**What the task asks**
Which lines of the entries contain the string "setup"? Please find them and copy them.

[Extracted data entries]
------------
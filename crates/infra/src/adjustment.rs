//! Signed stock corrections: goods received, shrinkage, count corrections.
//!
//! Shares the transfer path's row locking, retry budget, deadline and
//! post-commit low-stock evaluation.

use std::sync::Arc;

use serde::{Deserialize, Serialize};
use tokio::time::Instant;
use tracing::{info, instrument};

use stockyard_core::{FieldErrors, ItemId, WarehouseId};
use stockyard_inventory::{Balance, Item, LowStockSignal, MAX_NOTES_LEN, MAX_TRANSFER_QUANTITY, Warehouse};

use crate::cache::BalanceChangeHook;
use crate::error::StockError;
use crate::notify::{LowStockMonitor, LowStockSink};
use crate::retry::{RetryError, with_retry};
use crate::store::{CatalogStore, StockAdjustment, StockStore, StoreError};
use crate::transfer_engine::{ITEM_UNAVAILABLE, TransferEngineConfig};

/// Request field names used in adjustment errors.
pub mod fields {
    pub const ITEM: &str = "inventory_item_id";
    pub const WAREHOUSE: &str = "warehouse_id";
    pub const DELTA: &str = "delta";
    pub const REASON: &str = "reason";
}

#[derive(Debug, Clone, PartialEq, Eq, Serialize, Deserialize)]
pub struct AdjustStockCommand {
    pub item_id: ItemId,
    pub warehouse_id: WarehouseId,
    /// Positive to add stock, negative to remove it.
    pub delta: i64,
    pub reason: Option<String>,
}

impl AdjustStockCommand {
    fn shape_errors(&self) -> FieldErrors {
        let mut errors = FieldErrors::new();
        if self.delta == 0 {
            errors.add(fields::DELTA, "Adjustment cannot be zero.");
        } else if self.delta.unsigned_abs() > MAX_TRANSFER_QUANTITY.unsigned_abs() {
            errors.add(fields::DELTA, "Adjustment cannot exceed 999,999 units.");
        }
        if self
            .reason
            .as_ref()
            .is_some_and(|r| r.chars().count() > MAX_NOTES_LEN)
        {
            errors.add(fields::REASON, "Reason cannot exceed 1000 characters.");
        }
        errors
    }
}

#[derive(Debug, Clone, PartialEq, Eq)]
pub struct CompletedAdjustment {
    pub balance: Balance,
    pub item: Item,
    pub warehouse: Warehouse,
    pub low_stock_signal: Option<LowStockSignal>,
}

pub struct StockAdjuster {
    catalog: Arc<dyn CatalogStore>,
    stock: Arc<dyn StockStore>,
    monitor: LowStockMonitor,
    hooks: Vec<Arc<dyn BalanceChangeHook>>,
    config: TransferEngineConfig,
}

impl StockAdjuster {
    pub fn new(
        catalog: Arc<dyn CatalogStore>,
        stock: Arc<dyn StockStore>,
        sink: Arc<dyn LowStockSink>,
        config: TransferEngineConfig,
    ) -> Self {
        Self {
            catalog,
            stock,
            monitor: LowStockMonitor::new(sink),
            hooks: Vec::new(),
            config,
        }
    }

    pub fn with_hook(mut self, hook: Arc<dyn BalanceChangeHook>) -> Self {
        self.hooks.push(hook);
        self
    }

    #[instrument(
        skip(self, command),
        fields(
            item_id = %command.item_id,
            warehouse_id = %command.warehouse_id,
            delta = command.delta
        ),
        err
    )]
    pub async fn adjust(&self, command: AdjustStockCommand) -> Result<CompletedAdjustment, StockError> {
        let deadline = Instant::now() + self.config.deadline;

        let (item, warehouse) = tokio::time::timeout_at(deadline, self.validate(&command))
            .await
            .map_err(|_| StockError::DeadlineExceeded)??;

        let adjustment = StockAdjustment {
            item_id: command.item_id,
            warehouse_id: command.warehouse_id,
            delta: command.delta,
            reason: command.reason.clone(),
        };
        let stock = &self.stock;
        let adjustment = &adjustment;
        let balance = with_retry(self.config.retry, deadline, "adjust", move || {
            stock.apply_adjustment(adjustment, deadline)
        })
        .await
        .map_err(commit_error)?;

        info!(
            quantity = balance.quantity,
            reason = command.reason.as_deref().unwrap_or(""),
            "stock adjusted"
        );

        let low_stock_signal = self.monitor.check(&balance, &item, &warehouse);
        for hook in &self.hooks {
            hook.balances_changed(item.id, &[warehouse.id]);
        }

        Ok(CompletedAdjustment {
            balance,
            item,
            warehouse,
            low_stock_signal,
        })
    }

    async fn validate(&self, command: &AdjustStockCommand) -> Result<(Item, Warehouse), StockError> {
        let mut errors = command.shape_errors();

        let item = self
            .catalog
            .get_item(command.item_id)
            .await
            .map_err(read_error)?
            .filter(|i| i.is_active);
        if item.is_none() {
            errors.add(fields::ITEM, ITEM_UNAVAILABLE);
        }

        let warehouse = self
            .catalog
            .get_warehouse(command.warehouse_id)
            .await
            .map_err(read_error)?
            .filter(|w| w.is_active);
        if warehouse.is_none() {
            errors.add(fields::WAREHOUSE, "The warehouse does not exist or is inactive.");
        }

        match (item, warehouse, errors.is_empty()) {
            (Some(item), Some(warehouse), true) => Ok((item, warehouse)),
            _ => Err(StockError::Validation(errors)),
        }
    }
}

fn read_error(err: StoreError) -> StockError {
    StockError::Persistence(err.to_string())
}

fn commit_error(err: RetryError) -> StockError {
    match err {
        RetryError::Exhausted { attempts } => StockError::Contention { attempts },
        RetryError::DeadlineExceeded => StockError::DeadlineExceeded,
        RetryError::Failed(StoreError::InsufficientStock { available }) => StockError::field(
            fields::DELTA,
            format!("Insufficient stock. Only {available} units available in this warehouse."),
        ),
        RetryError::Failed(StoreError::Rejected(reason)) => StockError::field(fields::DELTA, reason),
        RetryError::Failed(other) => StockError::Persistence(other.to_string()),
    }
}

#[cfg(test)]
mod tests {
    use super::*;
    use crate::notify::RecordingLowStockSink;
    use crate::store::InMemoryInventoryStore;
    use chrono::Utc;
    use stockyard_inventory::{ItemDraft, WarehouseDraft};

    async fn setup(minimum: i64) -> (Arc<InMemoryInventoryStore>, Arc<RecordingLowStockSink>, StockAdjuster, Item, Warehouse) {
        let store = Arc::new(InMemoryInventoryStore::new());
        let now = Utc::now();
        let item = store
            .insert_item(
                Item::create(
                    ItemDraft {
                        sku: "ADJ-1".to_string(),
                        name: "Adjusted".to_string(),
                        description: None,
                        category: None,
                        brand: None,
                        unit_of_measure: "box".to_string(),
                        minimum_stock_level: minimum,
                        maximum_stock_level: None,
                        is_active: None,
                    },
                    now,
                )
                .unwrap(),
            )
            .await
            .unwrap();
        let warehouse = store
            .insert_warehouse(
                Warehouse::create(
                    WarehouseDraft {
                        name: "Dock".to_string(),
                        location: None,
                        address: None,
                        contact_person: None,
                        phone: None,
                        email: None,
                        is_active: None,
                    },
                    now,
                )
                .unwrap(),
            )
            .await
            .unwrap();
        let sink = Arc::new(RecordingLowStockSink::new());
        let adjuster = StockAdjuster::new(
            store.clone(),
            store.clone(),
            sink.clone(),
            TransferEngineConfig::default(),
        );
        (store, sink, adjuster, item, warehouse)
    }

    fn cmd(item: &Item, warehouse: &Warehouse, delta: i64) -> AdjustStockCommand {
        AdjustStockCommand {
            item_id: item.id,
            warehouse_id: warehouse.id,
            delta,
            reason: Some("cycle count".to_string()),
        }
    }

    #[tokio::test]
    async fn receiving_creates_the_balance() {
        let (store, sink, adjuster, item, wh) = setup(5).await;
        let done = adjuster.adjust(cmd(&item, &wh, 12)).await.unwrap();
        assert_eq!(done.balance.quantity, 12);
        assert!(done.low_stock_signal.is_none());
        assert!(sink.signals().is_empty());
        assert_eq!(store.get_balance(item.id, wh.id).await.unwrap().unwrap().quantity, 12);
    }

    #[tokio::test]
    async fn shrinkage_below_minimum_signals() {
        let (_, sink, adjuster, item, wh) = setup(5).await;
        adjuster.adjust(cmd(&item, &wh, 6)).await.unwrap();
        let done = adjuster.adjust(cmd(&item, &wh, -2)).await.unwrap();
        assert_eq!(done.balance.quantity, 4);
        assert_eq!(done.low_stock_signal.map(|s| s.shortage()), Some(1));
        assert_eq!(sink.signals().len(), 1);
    }

    #[tokio::test]
    async fn cannot_remove_more_than_on_hand() {
        let (store, _, adjuster, item, wh) = setup(0).await;
        adjuster.adjust(cmd(&item, &wh, 3)).await.unwrap();
        let err = adjuster.adjust(cmd(&item, &wh, -4)).await.unwrap_err();
        let StockError::Validation(errors) = err else {
            panic!("expected validation error");
        };
        assert!(errors.contains(fields::DELTA));
        assert_eq!(store.get_balance(item.id, wh.id).await.unwrap().unwrap().quantity, 3);
    }

    #[tokio::test]
    async fn zero_delta_and_unknown_item_are_reported_together() {
        let (_, _, adjuster, item, wh) = setup(0).await;
        let mut command = cmd(&item, &wh, 0);
        command.item_id = ItemId::new();
        let StockError::Validation(errors) = adjuster.adjust(command).await.unwrap_err() else {
            panic!("expected validation error");
        };
        assert!(errors.contains(fields::DELTA));
        assert!(errors.contains(fields::ITEM));
    }
}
------------
**Result of the exercise**
    async fn setup(minimum: i64) -> (Arc<InMemoryInventoryStore>, Arc<RecordingLowStockSink>, StockAdjuster, Item, Warehouse) {
        let (store, sink, adjuster, item, wh) = setup(5).await;
        let (_, sink, adjuster, item, wh) = setup(5).await;
        let (store, _, adjuster, item, wh) = setup(0).await;
        let (_, _, adjuster, item, wh) = setup(0).await;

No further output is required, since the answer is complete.